++++ AVAILABLE RECORDS ++++

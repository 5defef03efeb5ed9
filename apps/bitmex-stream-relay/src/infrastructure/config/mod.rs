//! Configuration Module
//!
//! Configuration loading for the relay service.

mod settings;

pub use settings::{
    BitmexEnvironment, ConfigError, RelayConfig, RelaySettings, ServerSettings, WebSocketSettings,
};
/// What [RecordStore::initialize] found and did
#[derive(Debug, Copy, Clone, Eq, PartialEq)]
pub enum InitOutcome {
    /// Both copies valid and equal, nothing written
    Consistent,

    /// The primary copy was used and the backup rewritten from it
    RepairedBackup,

    /// The backup copy was used and the primary rewritten from it
    RepairedPrimary,

    /// Neither copy was usable, the default record was written to both
    ColdStart,
}

#[derive(Debug)]
pub struct InitReport {
    pub outcome: InitOutcome,

    /// Why the primary copy was rejected, if it was
    pub primary_fault: Option<StoreError>,

    /// Why the backup copy was rejected, if it was
    pub backup_fault: Option<StoreError>,

    /// Repair writes that did not succeed. None of these are fatal.
    pub repair_errors: Vec<StoreError>,
}

impl InitReport {
    pub fn is_cold_start(&self) -> bool {
        self.outcome == InitOutcome::ColdStart
    }
}

/// The exact bytes of a copy that validated, with what they decode to
type StoredRecord = ([u8; RECORD_SIZE], BootRecord);

fn read_stored<F: Flash + ?Sized>(flash: &F, offset: u32) -> Result<StoredRecord, StoreError> {
    let mut buf = [0u8; RECORD_SIZE];
    flash
        .read(offset, &mut buf)
        .map_err(|source| StoreError::FlashReadFailed { offset, source })?;
    let record =
        BootRecord::decode(&buf).map_err(|source| StoreError::RecordCorrupt { offset, source })?;
    Ok((buf, record))
}

/// Read and validate the record stored at `offset`
pub fn read_record<F: Flash + ?Sized>(flash: &F, offset: u32) -> Result<BootRecord, StoreError> {
    read_stored(flash, offset).map(|(_, record)| record)
}

/// Read both copies without repairing anything
pub fn read_copies<F: Flash + ?Sized>(
    flash: &F,
    map: &FlashMap,
) -> (
    Result<BootRecord, StoreError>,
    Result<BootRecord, StoreError>,
) {
    (
        read_record(flash, map.primary_offset),
        read_record(flash, map.backup_offset),
    )
}

/// Erase the region at `offset`, program `record` at its start, and make sure it reads back
fn write_record<F: Flash + ?Sized>(
    flash: &mut F,
    offset: u32,
    region_size: u32,
    record: &BootRecord,
) -> Result<(), StoreError> {
    let encoded = record.encode()?;
    write_bytes(flash, offset, region_size, &encoded)
}

fn write_bytes<F: Flash + ?Sized>(
    flash: &mut F,
    offset: u32,
    region_size: u32,
    encoded: &[u8],
) -> Result<(), StoreError> {
    flash
        .erase(offset, region_size)
        .map_err(|source| StoreError::FlashEraseFailed { offset, source })?;

    // One full page: the record followed by erased bytes
    let mut page = vec![ERASED_BYTE; flash.geometry().page_size as usize];
    page[..encoded.len()].copy_from_slice(encoded);
    flash
        .write(offset, &page)
        .map_err(|source| StoreError::FlashWriteFailed { offset, source })?;

    let mut readback = [0u8; RECORD_SIZE];
    flash
        .read(offset, &mut readback)
        .map_err(|source| StoreError::FlashReadFailed { offset, source })?;
    if readback[..] != encoded[..] {
        return Err(StoreError::WriteVerifyFailed {
            offset,
            source: BootRecord::decode(&readback).err(),
        });
    }

    Ok(())
}

/// Rewrite one copy during initialization, keeping the failure for the report
fn repair<F: Flash + ?Sized>(
    flash: &mut F,
    offset: u32,
    region_size: u32,
    encoded: &[u8],
    errors: &mut Vec<StoreError>,
) {
    if let Err(error) = write_bytes(flash, offset, region_size, encoded) {
        log::error!("repairing boot record at {offset:#x}: {error}");
        errors.push(error);
    }
}

/// Owns the current boot record and keeps both copies on flash in step with it
#[derive(Debug)]
pub struct RecordStore {
    map: FlashMap,
    current: BootRecord,
    state: StoreState,
}

impl RecordStore {
    /// Read both copies, settle on a current record and repair whatever needs repairing.
    ///
    /// This never fails: the worst case is a cold start from the map's default record, which
    /// is reported in the returned [InitReport] along with any repair that did not succeed.
    pub fn initialize<F: Flash + ?Sized>(flash: &mut F, map: FlashMap) -> (Self, InitReport) {
        let primary = read_stored(&*flash, map.primary_offset);
        let backup = read_stored(&*flash, map.backup_offset);
        let region_size = map.record_region_size;
        let mut repair_errors = Vec::new();

        // Copies are only in step when their bytes (and so their checksums) are identical
        let (outcome, current) = match (&primary, &backup) {
            (Ok((p_raw, p)), Ok((b_raw, _))) if p_raw == b_raw => (InitOutcome::Consistent, *p),
            (Ok((p_raw, p)), _) => {
                log::warn!("backup boot record unusable or stale, restoring it from primary");
                repair(&mut *flash, map.backup_offset, region_size, p_raw, &mut repair_errors);
                (InitOutcome::RepairedBackup, *p)
            }
            (Err(_), Ok((b_raw, b))) => {
                log::warn!("primary boot record unusable, restoring it from backup");
                repair(&mut *flash, map.primary_offset, region_size, b_raw, &mut repair_errors);
                (InitOutcome::RepairedPrimary, *b)
            }
            (Err(_), Err(_)) => {
                log::warn!("no usable boot record, writing defaults to both copies");
                let default = map.default_record();
                match default.encode() {
                    Ok(encoded) => {
                        for offset in [map.primary_offset, map.backup_offset] {
                            repair(&mut *flash, offset, region_size, &encoded, &mut repair_errors);
                        }
                    }
                    Err(error) => repair_errors.push(error.into()),
                }
                (InitOutcome::ColdStart, default)
            }
        };

        if let Err(error) = &primary {
            log::warn!("primary boot record: {error}");
        }
        if let Err(error) = &backup {
            log::warn!("backup boot record: {error}");
        }

        let state = if repair_errors.is_empty() {
            StoreState::Consistent
        } else {
            StoreState::Degraded
        };
        log::info!("boot record ({outcome:?}, {state:?}):\n{current}");

        let store = Self {
            map,
            current,
            state,
        };
        let report = InitReport {
            outcome,
            primary_fault: primary.err(),
            backup_fault: backup.err(),
            repair_errors,
        };
        (store, report)
    }

    pub fn current(&self) -> &BootRecord {
        &self.current
    }

    pub fn state(&self) -> StoreState {
        self.state
    }

    pub fn map(&self) -> &FlashMap {
        &self.map
    }

    /// Write `record` to both copies, primary first.
    ///
    /// If the primary copy does not verify, the current record is left as it was. If only the
    /// backup copy fails, `record` still becomes current (the primary holds it) and
    /// [StoreError::BackupWriteFailed] is returned; the next initialization restores the
    /// backup.
    pub fn commit<F: Flash + ?Sized>(
        &mut self,
        flash: &mut F,
        record: BootRecord,
    ) -> Result<(), StoreError> {
        let region_size = self.map.record_region_size;

        if let Err(error) = write_record(flash, self.map.primary_offset, region_size, &record) {
            log::error!("writing primary boot record: {error}");
            self.state = StoreState::Degraded;
            return Err(error);
        }

        self.current = record;

        if let Err(error) = write_record(flash, self.map.backup_offset, region_size, &record) {
            log::error!("writing backup boot record: {error}");
            self.state = StoreState::Degraded;
            return Err(StoreError::BackupWriteFailed(Box::new(error)));
        }

        self.state = StoreState::Consistent;
        log::debug!("committed boot record {:#010X}", record.checksum());
        Ok(())
    }

    /// Change the bootable flags and the requested image, keeping everything else.
    ///
    /// Asking for the state that is already current does not touch flash.
    pub fn update_persistent_state<F: Flash + ?Sized>(
        &mut self,
        flash: &mut F,
        image_a_bootable: bool,
        image_b_bootable: bool,
        requested_image: ImageId,
    ) -> Result<(), StoreError> {
        let state = PersistentState {
            image_a_bootable,
            image_b_bootable,
            requested_image,
            ..self.current.state
        };
        if state == self.current.state {
            log::debug!("persistent state unchanged, not writing");
            return Ok(());
        }

        log::info!("updating persistent state: {state}");
        self.commit(flash, self.current.with_state(state))
    }
}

++++

All lines from the one that holds "self.commit(flash, self.current.with_state(state))" through the end of the material, both ends included, should be restated exactly.

→ RESULT FOR THIS TASK:
        self.commit(flash, self.current.with_state(state))
    }
}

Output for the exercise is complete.